▸ **EXERCISE BRIEF**: All of the data is to be repeated verbatim.
Start of DATASET ENTRIES
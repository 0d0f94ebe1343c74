//! Blob store for uploaded audio
//!
//! Objects are addressed by bucket + relative path. The local implementation
//! keeps them under `<root>/<bucket>/<path>` and hands out URLs served by the
//! `/storage` route.

use async_trait::async_trait;
use std::io::ErrorKind;
use std::path::{Component, Path, PathBuf};
use thiserror::Error;
use tokio::io::AsyncWriteExt;
use tracing::debug;

#[derive(Debug, Error)]
pub enum StorageError {
    #[error("The resource already exists: {0}")]
    AlreadyExists(String),

    #[error("Invalid storage path: {0}")]
    InvalidPath(String),

    #[error("Storage IO error: {0}")]
    Io(#[from] std::io::Error),
}

/// Object storage seam used by the upload handler
#[async_trait]
pub trait BlobStore: Send + Sync {
    /// Write a new object; never overwrites an existing one
    async fn put(&self, bucket: &str, path: &str, bytes: &[u8], content_type: &str) -> Result<(), StorageError>;

    /// Delete an object; deleting a missing object succeeds
    async fn remove(&self, bucket: &str, path: &str) -> Result<(), StorageError>;

    /// Public URL under which the object can be fetched
    fn public_url(&self, bucket: &str, path: &str) -> String;

    /// Directory to serve at `/storage`, when the store is local
    fn local_root(&self) -> Option<&Path> {
        None
    }
}

/// Filesystem-backed blob store
#[derive(Debug, Clone)]
pub struct LocalBlobStore {
    root: PathBuf,
    public_base_url: String,
}

impl LocalBlobStore {
    pub fn new(root: impl Into<PathBuf>, public_base_url: impl Into<String>) -> Self {
        Self {
            root: root.into(),
            public_base_url: public_base_url.into().trim_end_matches('/').to_string(),
        }
    }

    fn object_path(&self, bucket: &str, path: &str) -> Result<PathBuf, StorageError> {
        let relative = Path::new(path);
        let is_plain = |p: &Path| {
            !p.as_os_str().is_empty() && p.components().all(|c| matches!(c, Component::Normal(_)))
        };
        if !is_plain(Path::new(bucket)) || !is_plain(relative) {
            return Err(StorageError::InvalidPath(format!("{bucket}/{path}")));
        }
        Ok(self.root.join(bucket).join(relative))
    }
}

#[async_trait]
impl BlobStore for LocalBlobStore {
    async fn put(&self, bucket: &str, path: &str, bytes: &[u8], content_type: &str) -> Result<(), StorageError> {
        let target = self.object_path(bucket, path)?;
        if let Some(parent) = target.parent() {
            tokio::fs::create_dir_all(parent).await?;
        }

        let mut file = match tokio::fs::OpenOptions::new()
            .write(true)
            .create_new(true)
            .open(&target)
            .await
        {
            Ok(file) => file,
            Err(e) if e.kind() == ErrorKind::AlreadyExists => {
                return Err(StorageError::AlreadyExists(format!("{bucket}/{path}")));
            }
            Err(e) => return Err(e.into()),
        };

        if let Err(e) = write_all(&mut file, bytes).await {
            drop(file);
            let _ = tokio::fs::remove_file(&target).await;
            return Err(e.into());
        }

        debug!("Stored {}/{} ({} bytes, {})", bucket, path, bytes.len(), content_type);
        Ok(())
    }

    async fn remove(&self, bucket: &str, path: &str) -> Result<(), StorageError> {
        let target = self.object_path(bucket, path)?;
        match tokio::fs::remove_file(&target).await {
            Ok(()) => Ok(()),
            Err(e) if e.kind() == ErrorKind::NotFound => Ok(()),
            Err(e) => Err(e.into()),
        }
    }

    fn public_url(&self, bucket: &str, path: &str) -> String {
        format!("{}/storage/{}/{}", self.public_base_url, bucket, path)
    }

    fn local_root(&self) -> Option<&Path> {
        Some(&self.root)
    }
}

async fn write_all(file: &mut tokio::fs::File, bytes: &[u8]) -> std::io::Result<()> {
    file.write_all(bytes).await?;
    file.flush().await?;
    Ok(())
}

/// Replace every character outside `[A-Za-z0-9.-]` with `_`
pub fn sanitize_file_name(name: &str) -> String {
    name.chars()
        .map(|c| if c.is_ascii_alphanumeric() || c == '.' || c == '-' { c } else { '_' })
        .collect()
}

/// Storage path of a new upload: `uploads/<unix-millis>_<sanitized name>`
pub fn upload_path(file_name: &str, unix_millis: i64) -> String {
    format!("uploads/{}_{}", unix_millis, sanitize_file_name(file_name))
}

#[cfg(test)]
mod tests {
    use super::*;
    use tempfile::TempDir;

    #[test]
    fn test_sanitize_file_name() {
        assert_eq!(sanitize_file_name("my clip (1).wav"), "my_clip__1_.wav");
        assert_eq!(sanitize_file_name("ok-name.MP3"), "ok-name.MP3");
        assert_eq!(sanitize_file_name("ږغ.wav"), "__.wav");
        assert_eq!(sanitize_file_name("../../etc/passwd"), ".._.._etc_passwd");
    }

    #[test]
    fn test_upload_path_is_timestamp_prefixed() {
        assert_eq!(upload_path("a b.wav", 1700000000123), "uploads/1700000000123_a_b.wav");
    }

    #[tokio::test]
    async fn test_put_remove_roundtrip() {
        let dir = TempDir::new().unwrap();
        let store = LocalBlobStore::new(dir.path(), "http://localhost:5740/");

        store.put("audio-files", "uploads/1_a.wav", b"RIFF", "audio/wav").await.unwrap();
        let stored = dir.path().join("audio-files/uploads/1_a.wav");
        assert_eq!(std::fs::read(&stored).unwrap(), b"RIFF");
        assert_eq!(
            store.public_url("audio-files", "uploads/1_a.wav"),
            "http://localhost:5740/storage/audio-files/uploads/1_a.wav"
        );

        store.remove("audio-files", "uploads/1_a.wav").await.unwrap();
        assert!(!stored.exists());
        // Removing again is fine
        store.remove("audio-files", "uploads/1_a.wav").await.unwrap();
    }

    #[tokio::test]
    async fn test_put_does_not_overwrite() {
        let dir = TempDir::new().unwrap();
        let store = LocalBlobStore::new(dir.path(), "http://localhost");

        store.put("b", "uploads/x.wav", b"first", "audio/wav").await.unwrap();
        let err = store.put("b", "uploads/x.wav", b"second", "audio/wav").await.unwrap_err();
        assert!(matches!(err, StorageError::AlreadyExists(_)));
        assert_eq!(std::fs::read(dir.path().join("b/uploads/x.wav")).unwrap(), b"first");
    }

    #[tokio::test]
    async fn test_path_traversal_rejected() {
        let dir = TempDir::new().unwrap();
        let store = LocalBlobStore::new(dir.path(), "http://localhost");

        let err = store.put("b", "../outside.wav", b"x", "audio/wav").await.unwrap_err();
        assert!(matches!(err, StorageError::InvalidPath(_)));
        let err = store.put("b", "/abs.wav", b"x", "audio/wav").await.unwrap_err();
        assert!(matches!(err, StorageError::InvalidPath(_)));
    }
}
End of DATASET ENTRIES
▸ **WRITTEN RESPONSE**:
repository 0d0f94ebe1343c74
//! Blob store for uploaded audio
//!
//! Objects are addressed by bucket + relative path. The local implementation
//! keeps them under `<root>/<bucket>/<path>` and hands out URLs served by the
//! `/storage` route.

use async_trait::async_trait;
use std::io::ErrorKind;
use std::path::{Component, Path, PathBuf};
use thiserror::Error;
use tokio::io::AsyncWriteExt;
use tracing::debug;

#[derive(Debug, Error)]
pub enum StorageError {
    #[error("The resource already exists: {0}")]
    AlreadyExists(String),

    #[error("Invalid storage path: {0}")]
    InvalidPath(String),

    #[error("Storage IO error: {0}")]
    Io(#[from] std::io::Error),
}

/// Object storage seam used by the upload handler
#[async_trait]
pub trait BlobStore: Send + Sync {
    /// Write a new object; never overwrites an existing one
    async fn put(&self, bucket: &str, path: &str, bytes: &[u8], content_type: &str) -> Result<(), StorageError>;

    /// Delete an object; deleting a missing object succeeds
    async fn remove(&self, bucket: &str, path: &str) -> Result<(), StorageError>;

    /// Public URL under which the object can be fetched
    fn public_url(&self, bucket: &str, path: &str) -> String;

    /// Directory to serve at `/storage`, when the store is local
    fn local_root(&self) -> Option<&Path> {
        None
    }
}

/// Filesystem-backed blob store
#[derive(Debug, Clone)]
pub struct LocalBlobStore {
    root: PathBuf,
    public_base_url: String,
}

impl LocalBlobStore {
    pub fn new(root: impl Into<PathBuf>, public_base_url: impl Into<String>) -> Self {
        Self {
            root: root.into(),
            public_base_url: public_base_url.into().trim_end_matches('/').to_string(),
        }
    }

    fn object_path(&self, bucket: &str, path: &str) -> Result<PathBuf, StorageError> {
        let relative = Path::new(path);
        let is_plain = |p: &Path| {
            !p.as_os_str().is_empty() && p.components().all(|c| matches!(c, Component::Normal(_)))
        };
        if !is_plain(Path::new(bucket)) || !is_plain(relative) {
            return Err(StorageError::InvalidPath(format!("{bucket}/{path}")));
        }
        Ok(self.root.join(bucket).join(relative))
    }
}

#[async_trait]
impl BlobStore for LocalBlobStore {
    async fn put(&self, bucket: &str, path: &str, bytes: &[u8], content_type: &str) -> Result<(), StorageError> {
        let target = self.object_path(bucket, path)?;
        if let Some(parent) = target.parent() {
            tokio::fs::create_dir_all(parent).await?;
        }

        let mut file = match tokio::fs::OpenOptions::new()
            .write(true)
            .create_new(true)
            .open(&target)
            .await
        {
            Ok(file) => file,
            Err(e) if e.kind() == ErrorKind::AlreadyExists => {
                return Err(StorageError::AlreadyExists(format!("{bucket}/{path}")));
            }
            Err(e) => return Err(e.into()),
        };

        if let Err(e) = write_all(&mut file, bytes).await {
            drop(file);
            let _ = tokio::fs::remove_file(&target).await;
            return Err(e.into());
        }

        debug!("Stored {}/{} ({} bytes, {})", bucket, path, bytes.len(), content_type);
        Ok(())
    }

    async fn remove(&self, bucket: &str, path: &str) -> Result<(), StorageError> {
        let target = self.object_path(bucket, path)?;
        match tokio::fs::remove_file(&target).await {
            Ok(()) => Ok(()),
            Err(e) if e.kind() == ErrorKind::NotFound => Ok(()),
            Err(e) => Err(e.into()),
        }
    }

    fn public_url(&self, bucket: &str, path: &str) -> String {
        format!("{}/storage/{}/{}", self.public_base_url, bucket, path)
    }

    fn local_root(&self) -> Option<&Path> {
        Some(&self.root)
    }
}

async fn write_all(file: &mut tokio::fs::File, bytes: &[u8]) -> std::io::Result<()> {
    file.write_all(bytes).await?;
    file.flush().await?;
    Ok(())
}

/// Replace every character outside `[A-Za-z0-9.-]` with `_`
pub fn sanitize_file_name(name: &str) -> String {
    name.chars()
        .map(|c| if c.is_ascii_alphanumeric() || c == '.' || c == '-' { c } else { '_' })
        .collect()
}

/// Storage path of a new upload: `uploads/<unix-millis>_<sanitized name>`
pub fn upload_path(file_name: &str, unix_millis: i64) -> String {
    format!("uploads/{}_{}", unix_millis, sanitize_file_name(file_name))
}

#[cfg(test)]
mod tests {
    use super::*;
    use tempfile::TempDir;

    #[test]
    fn test_sanitize_file_name() {
        assert_eq!(sanitize_file_name("my clip (1).wav"), "my_clip__1_.wav");
        assert_eq!(sanitize_file_name("ok-name.MP3"), "ok-name.MP3");
        assert_eq!(sanitize_file_name("ږغ.wav"), "__.wav");
        assert_eq!(sanitize_file_name("../../etc/passwd"), ".._.._etc_passwd");
    }

    #[test]
    fn test_upload_path_is_timestamp_prefixed() {
        assert_eq!(upload_path("a b.wav", 1700000000123), "uploads/1700000000123_a_b.wav");
    }

    #[tokio::test]
    async fn test_put_remove_roundtrip() {
        let dir = TempDir::new().unwrap();
        let store = LocalBlobStore::new(dir.path(), "http://localhost:5740/");

        store.put("audio-files", "uploads/1_a.wav", b"RIFF", "audio/wav").await.unwrap();
        let stored = dir.path().join("audio-files/uploads/1_a.wav");
        assert_eq!(std::fs::read(&stored).unwrap(), b"RIFF");
        assert_eq!(
            store.public_url("audio-files", "uploads/1_a.wav"),
            "http://localhost:5740/storage/audio-files/uploads/1_a.wav"
        );

        store.remove("audio-files", "uploads/1_a.wav").await.unwrap();
        assert!(!stored.exists());
        // Removing again is fine
        store.remove("audio-files", "uploads/1_a.wav").await.unwrap();
    }

    #[tokio::test]
    async fn test_put_does_not_overwrite() {
        let dir = TempDir::new().unwrap();
        let store = LocalBlobStore::new(dir.path(), "http://localhost");

        store.put("b", "uploads/x.wav", b"first", "audio/wav").await.unwrap();
        let err = store.put("b", "uploads/x.wav", b"second", "audio/wav").await.unwrap_err();
        assert!(matches!(err, StorageError::AlreadyExists(_)));
        assert_eq!(std::fs::read(dir.path().join("b/uploads/x.wav")).unwrap(), b"first");
    }

    #[tokio::test]
    async fn test_path_traversal_rejected() {
        let dir = TempDir::new().unwrap();
        let store = LocalBlobStore::new(dir.path(), "http://localhost");

        let err = store.put("b", "../outside.wav", b"x", "audio/wav").await.unwrap_err();
        assert!(matches!(err, StorageError::InvalidPath(_)));
        let err = store.put("b", "/abs.wav", b"x", "audio/wav").await.unwrap_err();
        assert!(matches!(err, StorageError::InvalidPath(_)));
    }
}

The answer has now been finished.